The first flaky test in a CI/CD pipeline is barely a nuisance. You re-run the pipeline, it passes, and you move on. The tenth flaky test breaks your trust in the entire suite. The fiftieth means your team has learned to ignore red builds. And the day someone ships a real regression because "it was probably just flaky" is the day flaky tests become a production incident.

Flaky tests are not just an inconvenience. They are a systemic trust failure that compounds over time. This guide treats flakiness as a forensic problem — something to be diagnosed, categorized, traced to root causes, and remediated permanently.


Defining the Problem: What Makes a Test Flaky?

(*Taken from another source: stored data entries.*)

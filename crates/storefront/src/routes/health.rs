//! Health check handlers.

use axum::{extract::State, http::StatusCode};

use crate::state::AppState;

/// Liveness health check endpoint.
///
/// Returns "ok" if the server is running. Does not check dependencies.
pub async fn health() -> &'static str {
    "ok"
}

/// Readiness health check endpoint.
///
/// Verifies database connectivity when running on `PostgreSQL`.
/// Returns 503 Service Unavailable if the database is not reachable.
pub async fn readiness(State(state): State<AppState>) -> StatusCode {
    let Some(pool) = state.pool() else {
        return StatusCode::OK;
    };

    match sqlx::query("SELECT 1").fetch_one(pool).await {
        Ok(_) => StatusCode::OK,
        Err(e) => {
            tracing::warn!(error = %e, "Readiness check failed");
            StatusCode::SERVICE_UNAVAILABLE
        }
    }
}
/// Calculate Shannon entropy in bits per character.
fn shannon_entropy(s: &str) -> f64 {
    if s.is_empty() {
        return 0.0;
    }

    let mut freq: HashMap<char, usize> = HashMap::new();
    for c in s.chars() {
        *freq.entry(c).or_insert(0) += 1;
    }

    #[allow(clippy::cast_precision_loss)] // String length will never exceed f64 precision
    let len = s.chars().count() as f64;
    freq.values()
        .map(|&count| {
            #[allow(clippy::cast_precision_loss)]
            let p = count as f64 / len;
            -p * p.log2()
        })
        .sum()
}

/// Validate that a secret is not a placeholder and has sufficient entropy.
fn validate_secret_strength(secret: &str, var_name: &str) -> Result<(), ConfigError> {
    let lower = secret.to_lowercase();

    for pattern in PLACEHOLDER_PATTERNS {
        if lower.contains(pattern) {
            return Err(ConfigError::InsecureSecret(
                var_name.to_string(),
                format!("appears to be a placeholder (contains '{pattern}')"),
            ));
        }
    }

    let entropy = shannon_entropy(secret);
    if entropy < MIN_ENTROPY_BITS_PER_CHAR {
        return Err(ConfigError::InsecureSecret(
            var_name.to_string(),
            format!(
                "entropy too low ({entropy:.2} bits/char, need >= {MIN_ENTROPY_BITS_PER_CHAR:.1}). Use a randomly generated secret."
            ),
        ));
    }

    Ok(())
}

/// Expose the raw secret bytes for key construction.
pub(crate) fn secret_bytes(secret: &SecretString) -> &[u8] {
    secret.expose_secret().as_bytes()
}
//! Unified error handling with Sentry integration.
//!
//! Provides a unified `AppError` type that captures errors to Sentry before
//! responding to the client. All route handlers return `Result<T, AppError>`.
//!
//! Status mapping:
//!
//! | Kind                                   | Status |
//! |----------------------------------------|--------|
//! | validation, duplicate email, wrong password | 400 |
//! | missing/invalid/expired session        | 401    |
//! | account, cart or item absent           | 404    |
//! | store, catalog or other internal error | 500    |
//!
//! Internal errors are logged with detail and answered with a fixed message.

use axum::{
    Json,
    http::StatusCode,
    response::{IntoResponse, Response},
};
use thiserror::Error;

use cartline_core::CartError;

use crate::middleware::auth::AuthRejection;
use crate::response::ApiResponse;
use crate::services::auth::AuthError;
use crate::services::cart::CartServiceError;

type BoxError = Box<dyn std::error::Error + Send + Sync>;

/// Application-level error type for the storefront.
#[derive(Debug, Error)]
pub enum AppError {
    /// Missing or malformed input.
    #[error("Validation error: {0}")]
    Validation(String),

    /// Signup or login failed.
    #[error("Auth error: {0}")]
    Auth(#[from] AuthError),

    /// A cart merge rule rejected the operation.
    #[error("Cart error: {0}")]
    Cart(#[from] CartError),

    /// The request carried no usable session.
    #[error("Session rejected: {0}")]
    Session(#[from] AuthRejection),

    /// A store or external service failed; `msg` is what the client sees.
    #[error("{msg}: {source}")]
    Upstream {
        msg: &'static str,
        #[source]
        source: BoxError,
    },

    /// Rate limited.
    #[error("Rate limited")]
    RateLimited,

    /// Internal server error.
    #[error("Internal error: {0}")]
    Internal(String),
}

impl AppError {
    /// Wrap a dependency failure with the message shown to clients.
    pub fn upstream(msg: &'static str, source: impl Into<BoxError>) -> Self {
        Self::Upstream {
            msg,
            source: source.into(),
        }
    }

    /// Map a cart service failure, using `msg` if the store failed.
    #[must_use]
    pub fn cart(err: CartServiceError, msg: &'static str) -> Self {
        match err {
            CartServiceError::Cart(e) => Self::Cart(e),
            CartServiceError::Repository(e) => Self::upstream(msg, e),
        }
    }

    fn is_server_error(&self) -> bool {
        match self {
            Self::Upstream { .. } | Self::Internal(_) => true,
            Self::Auth(err) => matches!(
                err,
                AuthError::Repository(_) | AuthError::PasswordHash(_) | AuthError::Token(_)
            ),
            _ => false,
        }
    }

    fn status(&self) -> StatusCode {
        match self {
            Self::Validation(_) => StatusCode::BAD_REQUEST,
            Self::Auth(err) => match err {
                AuthError::MissingCredentials
                | AuthError::InvalidEmail(_)
                | AuthError::WeakPassword(_)
                | AuthError::AccountAlreadyExists
                | AuthError::IncorrectPassword => StatusCode::BAD_REQUEST,
                AuthError::AccountNotFound => StatusCode::NOT_FOUND,
                AuthError::Repository(_) | AuthError::PasswordHash(_) | AuthError::Token(_) => {
                    StatusCode::INTERNAL_SERVER_ERROR
                }
            },
            Self::Cart(err) => match err {
                CartError::InvalidQuantity(_) => StatusCode::BAD_REQUEST,
                CartError::CartNotFound | CartError::ItemNotFound(_) => StatusCode::NOT_FOUND,
            },
            Self::Session(_) => StatusCode::UNAUTHORIZED,
            Self::Upstream { .. } | Self::Internal(_) => StatusCode::INTERNAL_SERVER_ERROR,
            Self::RateLimited => StatusCode::TOO_MANY_REQUESTS,
        }
    }

    /// Message safe to show to clients.
    fn client_message(&self) -> String {
        match self {
            Self::Validation(msg) => msg.clone(),
            Self::Auth(err) => match err {
                AuthError::MissingCredentials => "Email and password are required".to_string(),
                AuthError::InvalidEmail(_) => "Invalid email address".to_string(),
                AuthError::WeakPassword(msg) => msg.clone(),
                AuthError::AccountAlreadyExists => "Email already registered".to_string(),
                AuthError::AccountNotFound => "Account not found".to_string(),
                AuthError::IncorrectPassword => "Incorrect password".to_string(),
                AuthError::Repository(_) | AuthError::PasswordHash(_) | AuthError::Token(_) => {
                    "Internal server error".to_string()
                }
            },
            Self::Cart(err) => match err {
                CartError::InvalidQuantity(_) => "Invalid quantity value".to_string(),
                CartError::CartNotFound => "Cart not found".to_string(),
                CartError::ItemNotFound(_) => "Item not found in cart".to_string(),
            },
            Self::Session(rejection) => rejection.message().to_string(),
            Self::Upstream { msg, .. } => (*msg).to_string(),
            Self::RateLimited => "Too many requests".to_string(),
            Self::Internal(_) => "Internal server error".to_string(),
        }
    }
}

impl IntoResponse for AppError {
    fn into_response(self) -> Response {
        // The rejection carries the clearing cookie.
        if let Self::Session(rejection) = self {
            return rejection.into_response();
        }

        // Capture server errors to Sentry
        if self.is_server_error() {
            let event_id = sentry::capture_error(&self);
            tracing::error!(
                error = %self,
                sentry_event_id = %event_id,
                "Request error"
            );
        }

        let status = self.status();
        let body = ApiResponse::failure(self.client_message());

        (status, Json(body)).into_response()
    }
}

/// Result type alias for `AppError`.
pub type Result<T> = std::result::Result<T, AppError>;

/// Set the Sentry user context from an account ID.
///
/// Call this after successful authentication to associate errors with accounts.
pub fn set_sentry_user(account_id: &impl ToString) {
    sentry::configure_scope(|scope| {
        scope.set_user(Some(sentry::User {
            id: Some(account_id.to_string()),
            ..Default::default()
        }));
    });
}

/// Clear the Sentry user context.
///
/// Call this on logout to stop associating errors with the account.
pub fn clear_sentry_user() {
    sentry::configure_scope(|scope| {
        scope.set_user(None);
    });
}

#[cfg(test)]
#[allow(clippy::unwrap_used)]
mod tests {
    use http_body_util::BodyExt;

    use cartline_core::ProductId;

    use super::*;
    use crate::db::RepositoryError;

    async fn body(err: AppError) -> (StatusCode, serde_json::Value) {
        let response = err.into_response();
        let status = response.status();
        let bytes = response.into_body().collect().await.unwrap().to_bytes();
        (status, serde_json::from_slice(&bytes).unwrap())
    }

    #[test]
    fn test_app_error_display() {
        let err = AppError::Validation("invalid input".to_string());
        assert_eq!(err.to_string(), "Validation error: invalid input");
    }

    #[test]
    fn test_app_error_status_codes() {
        fn get_status(err: AppError) -> StatusCode {
            err.into_response().status()
        }

        assert_eq!(
            get_status(AppError::Auth(AuthError::AccountAlreadyExists)),
            StatusCode::BAD_REQUEST
        );
        assert_eq!(
            get_status(AppError::Auth(AuthError::IncorrectPassword)),
            StatusCode::BAD_REQUEST
        );
        assert_eq!(
            get_status(AppError::Auth(AuthError::AccountNotFound)),
            StatusCode::NOT_FOUND
        );
        assert_eq!(
            get_status(AppError::Cart(CartError::ItemNotFound(ProductId::new(1)))),
            StatusCode::NOT_FOUND
        );
        assert_eq!(
            get_status(AppError::Cart(CartError::InvalidQuantity(0))),
            StatusCode::BAD_REQUEST
        );
        assert_eq!(
            get_status(AppError::RateLimited),
            StatusCode::TOO_MANY_REQUESTS
        );
    }

    #[tokio::test]
    async fn test_upstream_errors_hide_detail() {
        let err = AppError::cart(
            CartServiceError::Repository(RepositoryError::DataCorruption(
                "items column is not an array".to_string(),
            )),
            "Error fetching cart",
        );
        let (status, json) = body(err).await;

        assert_eq!(status, StatusCode::INTERNAL_SERVER_ERROR);
        assert_eq!(
            json,
            serde_json::json!({ "success": false, "msg": "Error fetching cart" })
        );
    }

    #[tokio::test]
    async fn test_internal_auth_errors_hide_detail() {
        let err = AppError::Auth(AuthError::Repository(RepositoryError::DataCorruption(
            "bad email".to_string(),
        )));
        let (status, json) = body(err).await;

        assert_eq!(status, StatusCode::INTERNAL_SERVER_ERROR);
        assert_eq!(json["msg"], "Internal server error");
    }
}
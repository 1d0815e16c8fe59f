//! Newtype IDs for type-safe entity references.
//!
//! Use the `define_id!` macro to create ID wrappers that prevent accidentally
//! passing a catalog product key where an account identity is expected.

/// Macro to define a type-safe ID wrapper.
///
/// Creates a newtype wrapper around `i64` with:
/// - `Serialize`/`Deserialize` with `#[serde(transparent)]`
/// - `Debug`, `Clone`, `Copy`, `PartialEq`, `Eq`, `Hash`, `Ord`
/// - Conversion methods: `new()`, `as_i64()`
/// - `Display`, `FromStr`, `From<i64>` and `Into<i64>` implementations
///
/// # Example
///
/// ```rust
/// # use cartline_core::define_id;
/// define_id!(AccountId);
/// define_id!(ProductId);
///
/// let account_id = AccountId::new(1);
/// let product_id = ProductId::new(1);
///
/// // These are different types, so this won't compile:
/// // let _: AccountId = product_id;
/// ```
#[macro_export]
macro_rules! define_id {
    ($name:ident) => {
        #[derive(
            Debug,
            Clone,
            Copy,
            PartialEq,
            Eq,
            PartialOrd,
            Ord,
            Hash,
            ::serde::Serialize,
            ::serde::Deserialize
        )]
        #[serde(transparent)]
        pub struct $name(i64);

        impl $name {
            /// Create a new ID from an i64 value.
            #[must_use]
            pub const fn new(id: i64) -> Self {
                Self(id)
            }

            /// Get the underlying i64 value.
            #[must_use]
            pub const fn as_i64(&self) -> i64 {
                self.0
            }
        }

        impl ::core::fmt::Display for $name {
            fn fmt(&self, f: &mut ::core::fmt::Formatter<'_>) -> ::core::fmt::Result {
                write!(f, "{}", self.0)
            }
        }

        impl ::core::str::FromStr for $name {
            type Err = ::core::num::ParseIntError;

            fn from_str(s: &str) -> ::core::result::Result<Self, Self::Err> {
                s.trim().parse::<i64>().map(Self)
            }
        }

        impl From<i64> for $name {
            fn from(id: i64) -> Self {
                Self(id)
            }
        }

        impl From<$name> for i64 {
            fn from(id: $name) -> Self {
                id.0
            }
        }
    };
}

// Account identity (the claim carried by session tokens).
define_id!(AccountId);
// Catalog Provider product key.
define_id!(ProductId);

#[cfg(test)]
#[allow(clippy::unwrap_used)]
mod tests {
    use super::*;

    #[test]
    fn test_parse_from_str() {
        let id: ProductId = "42".parse().unwrap();
        assert_eq!(id.as_i64(), 42);
        assert!("abc".parse::<ProductId>().is_err());
    }

    #[test]
    fn test_display_matches_inner_value() {
        assert_eq!(AccountId::new(7).to_string(), "7");
    }

    #[test]
    fn test_serde_transparent() {
        let json = serde_json::to_string(&ProductId::new(7)).unwrap();
        assert_eq!(json, "7");
        let back: ProductId = serde_json::from_str(&json).unwrap();
        assert_eq!(back, ProductId::new(7));
    }
}
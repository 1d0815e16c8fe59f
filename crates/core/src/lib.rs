//! Cartline Core - Shared domain types.
//!
//! This crate provides the types used across all Cartline components:
//! - `storefront` - REST backend (accounts, sessions, carts)
//! - `cli` - Command-line tools for migrations and account provisioning
//!
//! # Architecture
//!
//! The core crate contains only types and pure functions - no I/O, no database
//! access, no HTTP clients. The cart merge rules live here so they can be
//! exercised without a store.
//!
//! # Modules
//!
//! - [`types`] - Newtype wrappers for type-safe IDs, prices and emails
//! - [`cart`] - Cart documents and their add/update/remove transitions

#![cfg_attr(not(test), forbid(unsafe_code))]

pub mod cart;
pub mod types;

pub use cart::{Cart, CartError, CartItem, NewCartItem};
pub use types::*;
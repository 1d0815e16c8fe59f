//! Database migration commands.
//!
//! # Usage
//!
//! ```bash
//! cartline migrate
//! ```
//!
//! # Environment Variables
//!
//! - `STOREFRONT_DATABASE_URL` - `PostgreSQL` connection string (falls back to `DATABASE_URL`)
//!
//! # Migration Files
//!
//! Storefront migrations live in `crates/storefront/migrations/`.

use cartline_storefront::db;

use super::{CommandError, database_url};

/// Run storefront database migrations.
pub async fn storefront() -> Result<(), CommandError> {
    let database_url = database_url()?;

    tracing::info!("Connecting to storefront database...");
    let pool = db::create_pool(&database_url).await?;

    tracing::info!("Running storefront migrations...");
    sqlx::migrate!("../storefront/migrations").run(&pool).await?;

    tracing::info!("Storefront migrations complete!");
    Ok(())
}
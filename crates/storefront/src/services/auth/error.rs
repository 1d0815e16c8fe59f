//! Authentication error types.

use thiserror::Error;

use crate::db::RepositoryError;
use crate::services::password::PasswordError;
use crate::services::token::TokenError;

/// Errors that can occur during signup and login.
#[derive(Debug, Error)]
pub enum AuthError {
    /// Email or password was not supplied.
    #[error("email and password are required")]
    MissingCredentials,

    /// Invalid email format.
    #[error("invalid email: {0}")]
    InvalidEmail(#[from] cartline_core::EmailError),

    /// Password too short.
    #[error("password validation failed: {0}")]
    WeakPassword(String),

    /// An account with this email already exists.
    #[error("account already exists")]
    AccountAlreadyExists,

    /// No account is registered under this email.
    #[error("account not found")]
    AccountNotFound,

    /// The account exists but the password does not match.
    #[error("incorrect password")]
    IncorrectPassword,

    /// Repository/database error.
    #[error("database error: {0}")]
    Repository(#[from] RepositoryError),

    /// Password hashing error.
    #[error("password hashing error: {0}")]
    PasswordHash(#[from] PasswordError),

    /// Session token could not be minted.
    #[error("token error: {0}")]
    Token(#[from] TokenError),
}
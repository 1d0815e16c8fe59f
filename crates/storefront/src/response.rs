//! JSON response envelope and request body extractor.
//!
//! Every JSON response has the shape `{"success": bool, "msg"?: string, ...payload}`.

use axum::{
    Json,
    extract::{FromRequest, Request, rejection::JsonRejection},
};
use serde::Serialize;

use crate::error::AppError;

/// Response envelope with an optional message and a flattened payload.
#[derive(Debug, Clone, Serialize)]
pub struct ApiResponse<T> {
    pub success: bool,
    #[serde(skip_serializing_if = "Option::is_none")]
    pub msg: Option<String>,
    #[serde(flatten)]
    pub payload: T,
}

/// Payload for responses that carry only a message.
#[derive(Debug, Clone, Copy, Default, Serialize)]
pub struct NoPayload {}

impl<T: Serialize> ApiResponse<T> {
    /// A successful response without a message.
    pub const fn ok(payload: T) -> Self {
        Self {
            success: true,
            msg: None,
            payload,
        }
    }

    /// A successful response with a message.
    pub fn ok_with(msg: impl Into<String>, payload: T) -> Self {
        Self {
            success: true,
            msg: Some(msg.into()),
            payload,
        }
    }
}

impl ApiResponse<NoPayload> {
    /// A successful response with only a message.
    pub fn message(msg: impl Into<String>) -> Self {
        Self::ok_with(msg, NoPayload {})
    }

    /// A failed response.
    pub fn failure(msg: impl Into<String>) -> Self {
        Self {
            success: false,
            msg: Some(msg.into()),
            payload: NoPayload {},
        }
    }
}

/// `Json` extractor whose rejection uses the response envelope.
///
/// Malformed JSON, a missing content type or a body that does not match `T`
/// all become a 400 `{"success": false, "msg": ...}`.
#[derive(Debug, Clone, Copy, Default)]
pub struct ApiJson<T>(pub T);

impl<S, T> FromRequest<S> for ApiJson<T>
where
    Json<T>: FromRequest<S, Rejection = JsonRejection>,
    S: Send + Sync,
{
    type Rejection = AppError;

    async fn from_request(req: Request, state: &S) -> Result<Self, Self::Rejection> {
        match Json::<T>::from_request(req, state).await {
            Ok(Json(value)) => Ok(Self(value)),
            Err(rejection) => {
                tracing::debug!(error = %rejection.body_text(), "Rejected request body");
                Err(AppError::Validation("Invalid request body".to_string()))
            }
        }
    }
}

#[cfg(test)]
#[allow(clippy::unwrap_used)]
mod tests {
    use super::*;

    #[derive(Serialize)]
    struct Payload {
        cart: Vec<u32>,
    }

    #[test]
    fn test_envelope_flattens_payload() {
        let value = serde_json::to_value(ApiResponse::ok(Payload { cart: vec![1] })).unwrap();
        assert_eq!(value, serde_json::json!({ "success": true, "cart": [1] }));
    }

    #[test]
    fn test_failure_shape() {
        let value = serde_json::to_value(ApiResponse::failure("Cart not found")).unwrap();
        assert_eq!(
            value,
            serde_json::json!({ "success": false, "msg": "Cart not found" })
        );
    }
}
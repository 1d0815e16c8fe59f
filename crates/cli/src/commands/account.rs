//! Account provisioning commands.
//!
//! # Usage
//!
//! ```bash
//! cartline account create -e shopper@example.com -p 'correct horse'
//! ```
//!
//! # Environment Variables
//!
//! - `STOREFRONT_DATABASE_URL` - `PostgreSQL` connection string
//! - `STOREFRONT_TOKEN_SECRET` - Session signing secret (same rules as the server)
//!
//! Accounts go through the same signup path as `POST /signup`, so email
//! validation, password length and Argon2 parameters all match. The email
//! is stored exactly as given.

use std::sync::Arc;

use cartline_storefront::config::StorefrontConfig;
use cartline_storefront::db::{self, PgAccountStore};
use cartline_storefront::services::{AuthService, PasswordHasher, TokenService};

use super::CommandError;

/// Create a storefront account and return its id.
pub async fn create(email: &str, password: &str) -> Result<i64, CommandError> {
    let config = StorefrontConfig::from_env()?;
    let database_url = config
        .database_url
        .as_ref()
        .ok_or(CommandError::MissingDatabaseUrl)?;

    tracing::info!("Connecting to storefront database...");
    let pool = db::create_pool(database_url).await?;

    let hasher = PasswordHasher::new(&config.password_hashing)
        .map_err(cartline_storefront::services::AuthError::from)?;
    let auth = AuthService::new(
        Arc::new(PgAccountStore::new(pool)),
        hasher,
        TokenService::new(&config.token_secret),
    );

    let signed_in = auth.signup(email, password).await?;
    let account = signed_in.account;

    tracing::info!(
        "Account created successfully! ID: {}, Email: {}",
        account.id,
        account.email
    );

    Ok(account.id.as_i64())
}
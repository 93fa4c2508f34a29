//! Attribute math (C1): pure functions over primary/secondary attribute sets
//! and resource caps. No mutable state lives here — mobs hold these as plain
//! values and recompute them via `crate::mob::recompute_attributes`.

use crate::config::WorldConfig;
use serde::{Deserialize, Serialize};
use std::ops::{Add, Mul};

#[derive(Debug, Clone, Copy, Default, PartialEq, Serialize, Deserialize)]
pub struct PrimaryAttributes {
    pub strength: f64,
    pub agility: f64,
    pub intelligence: f64,
}

impl Add for PrimaryAttributes {
    type Output = PrimaryAttributes;
    fn add(self, rhs: PrimaryAttributes) -> PrimaryAttributes {
        PrimaryAttributes {
            strength: self.strength + rhs.strength,
            agility: self.agility + rhs.agility,
            intelligence: self.intelligence + rhs.intelligence,
        }
    }
}

impl Mul<f64> for PrimaryAttributes {
    type Output = PrimaryAttributes;
    fn mul(self, rhs: f64) -> PrimaryAttributes {
        PrimaryAttributes {
            strength: self.strength * rhs,
            agility: self.agility * rhs,
            intelligence: self.intelligence * rhs,
        }
    }
}

impl PrimaryAttributes {
    pub fn sum<'a>(items: impl IntoIterator<Item = &'a PrimaryAttributes>) -> PrimaryAttributes {
        items
            .into_iter()
            .fold(PrimaryAttributes::default(), |acc, v| acc + *v)
    }

    pub fn rounded(self, cfg: &WorldConfig) -> PrimaryAttributes {
        PrimaryAttributes {
            strength: cfg.round_attr(self.strength),
            agility: cfg.round_attr(self.agility),
            intelligence: cfg.round_attr(self.intelligence),
        }
    }
}

#[derive(Debug, Clone, Copy, Default, PartialEq, Serialize, Deserialize)]
pub struct SecondaryAttributes {
    pub attack_power: f64,
    pub defense: f64,
    pub crit_rate: f64,
    pub avoidance: f64,
    pub accuracy: f64,
    pub spell_power: f64,
    pub resilience: f64,
    pub vitality: f64,
    pub wisdom: f64,
    pub endurance: f64,
    pub spirit: f64,
}

impl Add for SecondaryAttributes {
    type Output = SecondaryAttributes;
    fn add(self, rhs: SecondaryAttributes) -> SecondaryAttributes {
        SecondaryAttributes {
            attack_power: self.attack_power + rhs.attack_power,
            defense: self.defense + rhs.defense,
            crit_rate: self.crit_rate + rhs.crit_rate,
            avoidance: self.avoidance + rhs.avoidance,
            accuracy: self.accuracy + rhs.accuracy,
            spell_power: self.spell_power + rhs.spell_power,
            resilience: self.resilience + rhs.resilience,
            vitality: self.vitality + rhs.vitality,
            wisdom: self.wisdom + rhs.wisdom,
            endurance: self.endurance + rhs.endurance,
            spirit: self.spirit + rhs.spirit,
        }
    }
}

impl SecondaryAttributes {
    pub fn sum<'a>(
        items: impl IntoIterator<Item = &'a SecondaryAttributes>,
    ) -> SecondaryAttributes {
        items
            .into_iter()
            .fold(SecondaryAttributes::default(), |acc, v| acc + *v)
    }

    pub fn rounded(self, cfg: &WorldConfig) -> SecondaryAttributes {
        SecondaryAttributes {
            attack_power: cfg.round_attr(self.attack_power),
            defense: cfg.round_attr(self.defense),
            crit_rate: cfg.round_attr(self.crit_rate),
            avoidance: cfg.round_attr(self.avoidance),
            accuracy: cfg.round_attr(self.accuracy),
            spell_power: cfg.round_attr(self.spell_power),
            resilience: cfg.round_attr(self.resilience),
            vitality: cfg.round_attr(self.vitality),
            wisdom: cfg.round_attr(self.wisdom),
            endurance: cfg.round_attr(self.endurance),
            spirit: cfg.round_attr(self.spirit),
        }
    }
}

/// Derives secondary attributes from a primary set. The mapping is a simple
/// linear scaling; callers add equipment/effect secondary bonuses on top
/// (see `crate::mob::recompute_attributes`).
pub fn derive_secondary(primary: &PrimaryAttributes) -> SecondaryAttributes {
    SecondaryAttributes {
        attack_power: primary.strength * 1.0,
        defense: primary.agility * 0.25,
        crit_rate: primary.agility * 0.1,
        avoidance: primary.agility * 0.2,
        accuracy: primary.agility * 0.3 + primary.intelligence * 0.1,
        spell_power: primary.intelligence * 1.0,
        resilience: primary.intelligence * 0.2,
        vitality: primary.strength * 0.5 + primary.agility * 0.2,
        wisdom: primary.intelligence * 0.5,
        endurance: primary.strength * 0.3,
        spirit: primary.intelligence * 0.3,
    }
}

#[derive(Debug, Clone, Copy, Default, PartialEq, Serialize, Deserialize)]
pub struct ResourceCaps {
    pub max_health: f64,
    pub max_mana: f64,
}

impl Add for ResourceCaps {
    type Output = ResourceCaps;
    fn add(self, rhs: ResourceCaps) -> ResourceCaps {
        ResourceCaps {
            max_health: self.max_health + rhs.max_health,
            max_mana: self.max_mana + rhs.max_mana,
        }
    }
}

impl Mul<f64> for ResourceCaps {
    type Output = ResourceCaps;
    fn mul(self, rhs: f64) -> ResourceCaps {
        ResourceCaps {
            max_health: self.max_health * rhs,
            max_mana: self.max_mana * rhs,
        }
    }
}

impl ResourceCaps {
    pub fn sum<'a>(items: impl IntoIterator<Item = &'a ResourceCaps>) -> ResourceCaps {
        items
            .into_iter()
            .fold(ResourceCaps::default(), |acc, v| acc + *v)
    }

    /// Applies the vitality/wisdom derivation rule on top of an
    /// already-summed base: `maxHealth += vitality * health_per_vitality`.
    pub fn with_vitality_wisdom(
        mut self,
        secondary: &SecondaryAttributes,
        cfg: &WorldConfig,
    ) -> ResourceCaps {
        self.max_health += secondary.vitality * cfg.health_per_vitality;
        self.max_mana += secondary.wisdom * cfg.mana_per_wisdom;
        self
    }
}

#[cfg(test)]
mod tests {
    use super::*;

    #[test]
    fn secondary_sum_is_componentwise() {
        let a = SecondaryAttributes {
            attack_power: 1.0,
            ..Default::default()
        };
        let b = SecondaryAttributes {
            attack_power: 2.0,
            defense: 3.0,
            ..Default::default()
        };
        let sum = SecondaryAttributes::sum([&a, &b]);
        assert_eq!(sum.attack_power, 3.0);
        assert_eq!(sum.defense, 3.0);
    }

    #[test]
    fn resource_caps_apply_vitality_wisdom() {
        let cfg = WorldConfig::default();
        let caps = ResourceCaps::default();
        let secondary = SecondaryAttributes {
            vitality: 10.0,
            wisdom: 5.0,
            ..Default::default()
        };
        let result = caps.with_vitality_wisdom(&secondary, &cfg);
        assert_eq!(result.max_health, 10.0 * cfg.health_per_vitality);
        assert_eq!(result.max_mana, 5.0 * cfg.mana_per_wisdom);
    }
}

A flaky test is a test that passes and fails non-deterministically without any changes to the code under test. The same commit, the same environment, the same test — different results.

The critical distinction: a flaky test is not a test that fails. It is a test that sometimes fails and sometimes passes. This makes them far more dangerous than consistently failing tests, because:

  1. They are hard to reproduce locally — CI environments differ from development machines
  2. They destroy signal — a developer re-running a flaky test to get a green build might be hiding a real failure
  3. They normalize "re-run culture" — teams stop investigating failures and just re-run
  4. They slow pipelines — retries add 20–100% latency to CI runs

The Taxonomy of Flakiness: Eight Root Causes

Effective remediation starts with correct diagnosis. Flakiness has eight primary root causes:

mindmap
  root((Flaky Tests))
    Timing & Async
      Hard-coded sleeps
      Race conditions
      Polling without timeout
    Resource Contention
      Shared test database
      Port conflicts
      File system races
    External Dependencies
      Third-party APIs
      Email/SMS services
      Clock/timezone
    Test Order Dependency
      Shared global state
      Database leftovers
      Auth state bleed
    Environment Differences
      OS path separators
      Locale settings
      Node version
    Network Issues
      CDN latency
      DNS resolution
      WebSocket drops
    Visually Non-Deterministic
      Animation timing
      Font rendering
      Dynamic content
    Browser Process
      Memory pressure
      GPU process crash
      Browser version mismatch

Forensic Techniques: Finding the Root Cause

Technique 1: Flakiness Rate Tracking

The first step is measurement. Without a flakiness rate, you are operating blind. Track test results over time:

// scripts/track-flakiness.ts
// Run after each CI build to accumulate flakiness data

interface TestResult {
  testName: string;
  passed: boolean;
  commitSha: string;
  runId: string;
  timestamp: Date;
}

async function recordResults(junitXmlPath: string) {
  const results = parseJUnitXml(junitXmlPath);
  await db.insert('test_runs', results);
}

async function getFlakinessReport() {
  const query = `
    SELECT 
      test_name,
      COUNT(*) as total_runs,
      SUM(CASE WHEN passed = false THEN 1 ELSE 0 END) as failures,
      ROUND(SUM(CASE WHEN passed = false THEN 1 ELSE 0 END)::decimal / COUNT(*) * 100, 1) as flakiness_rate
    FROM test_runs
    WHERE timestamp > NOW() - INTERVAL '14 days'
    GROUP BY test_name
    HAVING SUM(CASE WHEN passed = false THEN 1 ELSE 0 END) > 0
    ORDER BY flakiness_rate DESC
    LIMIT 20;
  `;
  return db.query(query);
}

A test is considered flaky if it fails more than 1% of runs where nothing changed. Prioritize remediation by flakiness rate.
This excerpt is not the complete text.